In der Abhandlung werden umfangreiche Beispiele aus urkundlichen Texten Nordfrankreichs, Artois und angrenzender Regionen herangezogen. Dabei wird deutlich, wie sich c(a) vor a sowohl im Französischen als auch in den anglonormannischen Schriften ausprägt und wie Dialekte Einfluss nehmen. Die Untersuchung stützt sich auf historische Arbeiten und Übersichten, die zeigen, wann und warum Schreiber zwischen c und ch wechselten. Ziel ist es, die graphische Verteilung und den historischen Kontext zu verstehen, um Textquellen besser zu lokalisieren.
- Erklärt, wie c und ch vor a in Mittelniederfrankreich-Texten verwendet wurden und wann sich Formen änderten.
- Vergleicht französische, picardische und centralfranzösische Einflüsse in Urkunden und Handschriften.

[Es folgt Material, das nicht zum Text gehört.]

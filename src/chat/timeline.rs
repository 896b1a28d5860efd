use super::entry::{EntryId, EntryStatus, MessageEntry};
use std::sync::{Arc, Mutex, MutexGuard, PoisonError};
use tokio::sync::watch;

/// Change notification published after every timeline update.
#[derive(Debug, Clone, Copy, Default, PartialEq, Eq)]
pub struct TimelineSignal {
    /// Bumped on every update.
    pub revision: u64,
    /// Bumped only when content grew; views scroll to the latest entry on change.
    pub scroll_generation: u64,
}

struct Inner {
    entries: Mutex<Vec<MessageEntry>>,
    signal: watch::Sender<TimelineSignal>,
}

/// Ordered, insertion-order list of chat entries shared by the chat components.
///
/// Every mutation is a functional update over the previous entries, applied
/// under one lock, so concurrent writers never work from stale snapshots.
#[derive(Clone)]
pub struct ChatTimeline {
    inner: Arc<Inner>,
}

impl Default for ChatTimeline {
    fn default() -> Self {
        Self::new()
    }
}

impl ChatTimeline {
    pub fn new() -> Self {
        let (signal, _) = watch::channel(TimelineSignal::default());
        Self {
            inner: Arc::new(Inner {
                entries: Mutex::new(Vec::new()),
                signal,
            }),
        }
    }

    fn lock(&self) -> MutexGuard<'_, Vec<MessageEntry>> {
        self.inner
            .entries
            .lock()
            .unwrap_or_else(PoisonError::into_inner)
    }

    pub fn update<F>(&self, f: F)
    where
        F: FnOnce(Vec<MessageEntry>) -> Vec<MessageEntry>,
    {
        let grew = {
            let mut entries = self.lock();
            let before = content_size(&entries);
            *entries = f(std::mem::take(&mut *entries));
            debug_assert!(
                invariants_hold(&entries),
                "timeline holds more than one pending or streaming entry"
            );
            let after = content_size(&entries);
            after.0 > before.0 || after.1 > before.1
        };

        self.inner.signal.send_modify(|signal| {
            signal.revision += 1;
            if grew {
                signal.scroll_generation += 1;
            }
        });
    }

    pub fn replace(&self, entries: Vec<MessageEntry>) {
        self.update(|_| entries);
    }

    pub fn snapshot(&self) -> Vec<MessageEntry> {
        self.lock().clone()
    }

    pub fn is_empty(&self) -> bool {
        self.lock().is_empty()
    }

    pub fn subscribe(&self) -> watch::Receiver<TimelineSignal> {
        self.inner.signal.subscribe()
    }
}

fn content_size(entries: &[MessageEntry]) -> (usize, usize) {
    let chars = entries.iter().map(|e| e.text.chars().count()).sum();
    (entries.len(), chars)
}

/// At most one pending and at most one streaming entry.
pub fn invariants_hold(entries: &[MessageEntry]) -> bool {
    let count = |status| entries.iter().filter(|e| e.status == status).count();
    count(EntryStatus::Pending) <= 1 && count(EntryStatus::Streaming) <= 1
}

pub fn appended(
    mut entries: Vec<MessageEntry>,
    new: impl IntoIterator<Item = MessageEntry>,
) -> Vec<MessageEntry> {
    entries.extend(new);
    entries
}

pub fn without_pending(mut entries: Vec<MessageEntry>) -> Vec<MessageEntry> {
    entries.retain(|e| e.status != EntryStatus::Pending);
    entries
}

/// Rewrites the text of `id` only while it is still in `expected` status.
pub fn with_text_if(
    mut entries: Vec<MessageEntry>,
    id: EntryId,
    expected: EntryStatus,
    text: &str,
) -> Vec<MessageEntry> {
    if let Some(entry) = entries
        .iter_mut()
        .find(|e| e.id == id && e.status == expected)
    {
        entry.text.clear();
        entry.text.push_str(text);
    }
    entries
}

/// Settles `id` to `text` with final status, whatever it showed before.
pub fn finalized(mut entries: Vec<MessageEntry>, id: EntryId, text: &str) -> Vec<MessageEntry> {
    if let Some(entry) = entries.iter_mut().find(|e| e.id == id) {
        entry.text.clear();
        entry.text.push_str(text);
        entry.status = EntryStatus::Final;
    }
    entries
}
use chrono::{DateTime, Utc};
use serde::Serialize;
use std::fmt;
use std::sync::atomic::{AtomicU64, Ordering};

static NEXT_ENTRY_ID: AtomicU64 = AtomicU64::new(1);

/// Identity of a timeline entry, unique for the lifetime of the process.
#[derive(Debug, Clone, Copy, PartialEq, Eq, Hash)]
pub struct EntryId(u64);

impl EntryId {
    fn next() -> Self {
        Self(NEXT_ENTRY_ID.fetch_add(1, Ordering::Relaxed))
    }
}

impl fmt::Display for EntryId {
    fn fmt(&self, f: &mut fmt::Formatter<'_>) -> fmt::Result {
        write!(f, "#{}", self.0)
    }
}

#[derive(Debug, Clone, Copy, PartialEq, Eq, Serialize)]
#[serde(rename_all = "lowercase")]
pub enum Sender {
    User,
    Bot,
}

#[derive(Debug, Clone, Copy, PartialEq, Eq)]
pub enum EntryStatus {
    /// Bot placeholder shown while a reply is awaited.
    Pending,
    /// Bot reply being revealed.
    Streaming,
    Final,
    Error,
}

/// One chat bubble.
#[derive(Debug, Clone, PartialEq)]
pub struct MessageEntry {
    pub id: EntryId,
    pub sender: Sender,
    pub text: String,
    pub status: EntryStatus,
    pub created_at: DateTime<Utc>,
}

impl MessageEntry {
    pub fn new(sender: Sender, text: impl Into<String>, status: EntryStatus) -> Self {
        Self {
            id: EntryId::next(),
            sender,
            text: text.into(),
            status,
            created_at: Utc::now(),
        }
    }

    pub fn user(text: impl Into<String>) -> Self {
        Self::new(Sender::User, text, EntryStatus::Final)
    }

    pub fn pending(text: impl Into<String>) -> Self {
        Self::new(Sender::Bot, text, EntryStatus::Pending)
    }

    pub fn streaming() -> Self {
        Self::new(Sender::Bot, String::new(), EntryStatus::Streaming)
    }

    pub fn error(text: impl Into<String>) -> Self {
        Self::new(Sender::Bot, text, EntryStatus::Error)
    }
}
use super::entry::{EntryId, EntryStatus, MessageEntry, Sender};
use super::fallback::failure_message;
use super::timeline::{appended, with_text_if, without_pending, ChatTimeline};
use super::typing::{RevealHandle, TypingRenderer};
use crate::api::utils::with_deadline;
use crate::api::{ReplyBundle, SessionApi, NO_RESPONSE};
use crate::config::ChatConfig;
use crate::error::{ChatError, Result};
use crate::session::SessionStore;
use std::sync::{Arc, Mutex, MutexGuard, PoisonError};
use std::time::Duration;
use tokio::time::Instant;

const PLACEHOLDER_FRAMES: [&str; 4] = ["Thinking", "Thinking.", "Thinking..", "Thinking..."];

/// Where the send lifecycle currently stands.
#[derive(Debug, Clone, Copy, PartialEq, Eq)]
pub enum SyncState {
    Idle,
    Validating,
    CreatingSession,
    Sending,
    AwaitingReply,
    Completed,
    Failed,
}

impl SyncState {
    fn in_flight(self) -> bool {
        matches!(
            self,
            Self::Validating | Self::CreatingSession | Self::Sending | Self::AwaitingReply
        )
    }
}

/// What happened to one `send_message` call.
pub enum SendOutcome {
    /// Blank input, nothing was sent.
    Ignored,
    /// Another send is still in flight; this one was dropped.
    Busy,
    /// The reply is being revealed into the timeline.
    Delivered(RevealHandle),
    /// The send failed and an error entry was shown in its place.
    Failed(ChatError),
}

#[derive(Debug, Clone)]
pub struct SyncSettings {
    pub send_timeout: Duration,
    pub create_timeout: Duration,
    pub placeholder_interval: Duration,
    pub session_title: String,
}

impl From<&ChatConfig> for SyncSettings {
    fn from(config: &ChatConfig) -> Self {
        Self {
            send_timeout: config.send_timeout(),
            create_timeout: config.history_timeout(),
            placeholder_interval: config.placeholder_interval(),
            session_title: config.default_session_title.clone(),
        }
    }
}

/// Marks a send as in flight; resets the state machine if the send future is dropped early.
struct InFlight<'a> {
    state: &'a Mutex<SyncState>,
    timeline: &'a ChatTimeline,
    settled: bool,
}

impl InFlight<'_> {
    fn transition(&self, next: SyncState) {
        let mut state = self.state.lock().unwrap_or_else(PoisonError::into_inner);
        tracing::debug!(from = ?*state, to = ?next, "Send state transition");
        *state = next;
    }

    fn settle(mut self, terminal: SyncState) {
        self.transition(terminal);
        self.settled = true;
    }
}

impl Drop for InFlight<'_> {
    fn drop(&mut self) {
        if !self.settled {
            tracing::warn!("Send abandoned before completion");
            self.timeline.update(without_pending);
            self.transition(SyncState::Idle);
        }
    }
}

/// Drives one user message from input to a terminal timeline entry.
pub struct MessageSynchronizer<A: SessionApi> {
    api: Arc<A>,
    store: Arc<Mutex<SessionStore>>,
    timeline: ChatTimeline,
    renderer: Arc<TypingRenderer>,
    settings: SyncSettings,
    state: Mutex<SyncState>,
}

impl<A: SessionApi> MessageSynchronizer<A> {
    pub fn new(
        api: Arc<A>,
        store: Arc<Mutex<SessionStore>>,
        timeline: ChatTimeline,
        renderer: Arc<TypingRenderer>,
        settings: SyncSettings,
    ) -> Self {
        Self {
            api,
            store,
            timeline,
            renderer,
            settings,
            state: Mutex::new(SyncState::Idle),
        }
    }

    pub fn state(&self) -> SyncState {
        *self.state.lock().unwrap_or_else(PoisonError::into_inner)
    }

    /// True from validation until the reply (or failure) lands in the timeline.
    pub fn is_busy(&self) -> bool {
        self.state().in_flight()
    }

    fn store(&self) -> MutexGuard<'_, SessionStore> {
        self.store.lock().unwrap_or_else(PoisonError::into_inner)
    }

    /// Claims the state machine, or `None` while another send is in flight.
    fn begin(&self) -> Option<InFlight<'_>> {
        let mut state = self.state.lock().unwrap_or_else(PoisonError::into_inner);
        if state.in_flight() {
            tracing::debug!(state = ?*state, "Send rejected, previous send still in flight");
            return None;
        }
        *state = SyncState::Validating;
        Some(InFlight {
            state: &self.state,
            timeline: &self.timeline,
            settled: false,
        })
    }

    pub async fn send_message(&self, input: &str) -> SendOutcome {
        let text = input.trim();
        if text.is_empty() {
            tracing::debug!("Ignoring blank input");
            return SendOutcome::Ignored;
        }

        let Some(flight) = self.begin() else {
            return SendOutcome::Busy;
        };

        let session_id = match self.resolve_session(&flight).await {
            Ok(id) => id,
            Err(error) => {
                tracing::error!(error = %error, "Could not obtain a chat session");
                let message = failure_message(&error, input);
                self.timeline.update(|prev| {
                    appended(prev, [MessageEntry::user(text), MessageEntry::error(message)])
                });
                flight.settle(SyncState::Failed);
                return SendOutcome::Failed(error);
            }
        };

        flight.transition(SyncState::Sending);
        let placeholder = MessageEntry::pending(PLACEHOLDER_FRAMES[PLACEHOLDER_FRAMES.len() - 1]);
        let placeholder_id = placeholder.id;
        self.timeline
            .update(|prev| appended(prev, [MessageEntry::user(text), placeholder]));

        flight.transition(SyncState::AwaitingReply);
        let started = Instant::now();
        let result = self.await_reply(session_id, text, placeholder_id).await;
        tracing::info!(
            session_id = session_id,
            elapsed_ms = started.elapsed().as_millis() as u64,
            ok = result.is_ok(),
            "Reply round-trip finished"
        );

        let reply = match result {
            Ok(bundle) => bundle,
            Err(ChatError::Parse(detail)) => {
                tracing::warn!(detail = %detail, "Unrecognized reply body");
                ReplyBundle::Empty
            }
            Err(error) => {
                tracing::error!(session_id = session_id, error = %error, "Send failed");
                let message = failure_message(&error, input);
                self.timeline.update(|prev| {
                    appended(without_pending(prev), [MessageEntry::error(message)])
                });
                flight.settle(SyncState::Failed);
                return SendOutcome::Failed(error);
            }
        };

        let handle = self.reveal(reply.display_text());
        flight.settle(SyncState::Completed);
        SendOutcome::Delivered(handle)
    }

    /// Current session id, creating a session when there is no usable one.
    async fn resolve_session(&self, flight: &InFlight<'_>) -> Result<u64> {
        let current = {
            let mut store = self.store();
            match store.current().map(|s| (s.valid_id(), s.id.clone())) {
                Some((Some(id), _)) => Some(id),
                Some((None, raw)) => {
                    tracing::warn!(raw_id = ?raw, "Discarding session with invalid id");
                    store.clear_current();
                    None
                }
                None => None,
            }
        };
        if let Some(id) = current {
            return Ok(id);
        }

        flight.transition(SyncState::CreatingSession);
        let session = with_deadline(
            "session creation",
            self.settings.create_timeout,
            self.api.create_session(&self.settings.session_title),
        )
        .await?;

        let id = session.valid_id().ok_or_else(|| {
            ChatError::Validation(format!(
                "backend created a session without a usable id: {:?}",
                session.id
            ))
        })?;
        tracing::info!(session_id = id, "Created chat session");

        let mut store = self.store();
        store.set_current(session.clone());
        store.append_session(session);
        Ok(id)
    }

    async fn await_reply(&self, session_id: u64, text: &str, placeholder: EntryId) -> Result<ReplyBundle> {
        let post = with_deadline(
            "message send",
            self.settings.send_timeout,
            self.api.post_message(session_id, text, Sender::User),
        );
        tokio::pin!(post);

        let mut dots = tokio::time::interval(self.settings.placeholder_interval);
        dots.tick().await;
        let mut frame = 0;

        loop {
            tokio::select! {
                result = &mut post => return result,
                _ = dots.tick() => {
                    let label = PLACEHOLDER_FRAMES[frame % PLACEHOLDER_FRAMES.len()];
                    frame += 1;
                    self.timeline
                        .update(|prev| with_text_if(prev, placeholder, EntryStatus::Pending, label));
                }
            }
        }
    }

    /// Swaps the placeholder for a streaming entry in one update and starts the reveal.
    fn reveal(&self, text: &str) -> RevealHandle {
        self.renderer.cancel_active();

        let entry = MessageEntry::streaming();
        let entry_id = entry.id;
        self.timeline
            .update(|prev| appended(without_pending(prev), [entry]));

        self.renderer.start(entry_id, if text.is_empty() { NO_RESPONSE } else { text })
    }
}
use super::types::*;
use super::utils::{check_response_status, REQUEST_TIMEOUT};
use super::SessionApi;
use crate::chat::{MessageEntry, Sender};
use crate::error::{ChatError, Result};
use async_trait::async_trait;
use reqwest::header::{HeaderMap, HeaderValue, AUTHORIZATION, CONTENT_TYPE};

/// HTTP implementation of the session/message API.
#[derive(Clone)]
pub struct HttpSessionClient {
    client: reqwest::Client,
    base_url: String,
}

impl HttpSessionClient {
    pub fn new(base_url: &str, token: &str) -> Result<Self> {
        reqwest::Url::parse(base_url)
            .map_err(|e| ChatError::Config(format!("Invalid base URL '{}': {}", base_url, e)))?;

        let mut headers = HeaderMap::new();
        headers.insert(
            AUTHORIZATION,
            HeaderValue::from_str(&format!("Bearer {}", token))
                .map_err(|e| ChatError::Config(format!("Invalid token format: {}", e)))?,
        );
        headers.insert(CONTENT_TYPE, HeaderValue::from_static("application/json"));

        let client = reqwest::Client::builder()
            .default_headers(headers)
            .timeout(REQUEST_TIMEOUT)
            .build()
            .map_err(|e| ChatError::Config(format!("Failed to create HTTP client: {}", e)))?;

        Ok(Self {
            client,
            base_url: base_url.trim_end_matches('/').to_string(),
        })
    }

    fn url(&self, path: &str) -> String {
        format!("{}{}", self.base_url, path)
    }
}

#[async_trait]
impl SessionApi for HttpSessionClient {
    async fn create_session(&self, title: &str) -> Result<Session> {
        tracing::debug!(title = title, "POST /api/session/new");
        let response = self
            .client
            .post(self.url("/api/session/new"))
            .json(&NewSessionRequest { title })
            .send()
            .await?;
        let response = check_response_status(response).await?;
        Ok(response.json::<Session>().await?)
    }

    async fn list_sessions(&self) -> Result<Vec<Session>> {
        tracing::debug!("GET /api/session/list");
        let response = self.client.get(self.url("/api/session/list")).send().await?;
        let response = check_response_status(response).await?;
        Ok(response.json::<Vec<Session>>().await?)
    }

    async fn fetch_messages(&self, session_id: u64) -> Result<Vec<MessageEntry>> {
        tracing::debug!(session_id = session_id, "GET /api/chat/session/{{id}}");
        let response = self
            .client
            .get(self.url(&format!("/api/chat/session/{}", session_id)))
            .send()
            .await?;
        let response = check_response_status(response).await?;
        let stored = response.json::<Vec<StoredMessage>>().await?;
        Ok(stored.into_iter().map(StoredMessage::into_entry).collect())
    }

    async fn post_message(&self, session_id: u64, text: &str, sender: Sender) -> Result<ReplyBundle> {
        tracing::debug!(session_id = session_id, "POST /api/chat/message");
        let response = self
            .client
            .post(self.url("/api/chat/message"))
            .json(&PostMessageRequest {
                session_id,
                message: text,
                sender,
            })
            .send()
            .await?;
        let response = check_response_status(response).await?;

        let body = response.text().await?;
        let value: serde_json::Value = serde_json::from_str(&body)
            .map_err(|e| ChatError::Parse(format!("reply is not JSON: {}", e)))?;
        Ok(ReplyBundle::detect(&value))
    }
}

- Beinhaltet eine Diskussion über die Einflüsse des Anglonormannischen auf Schriftformen im Englischen.
- Bietet methodische Hinweise zur Einordnung von Texten anhand graphischer Schriftsysteme.
Ideal für Leserinnen und Leser von Mittelalterlinguistik, Textkritik und historischer Philologie, die sich für die Herkunft und Verbreitung orthographischer Formen interessieren.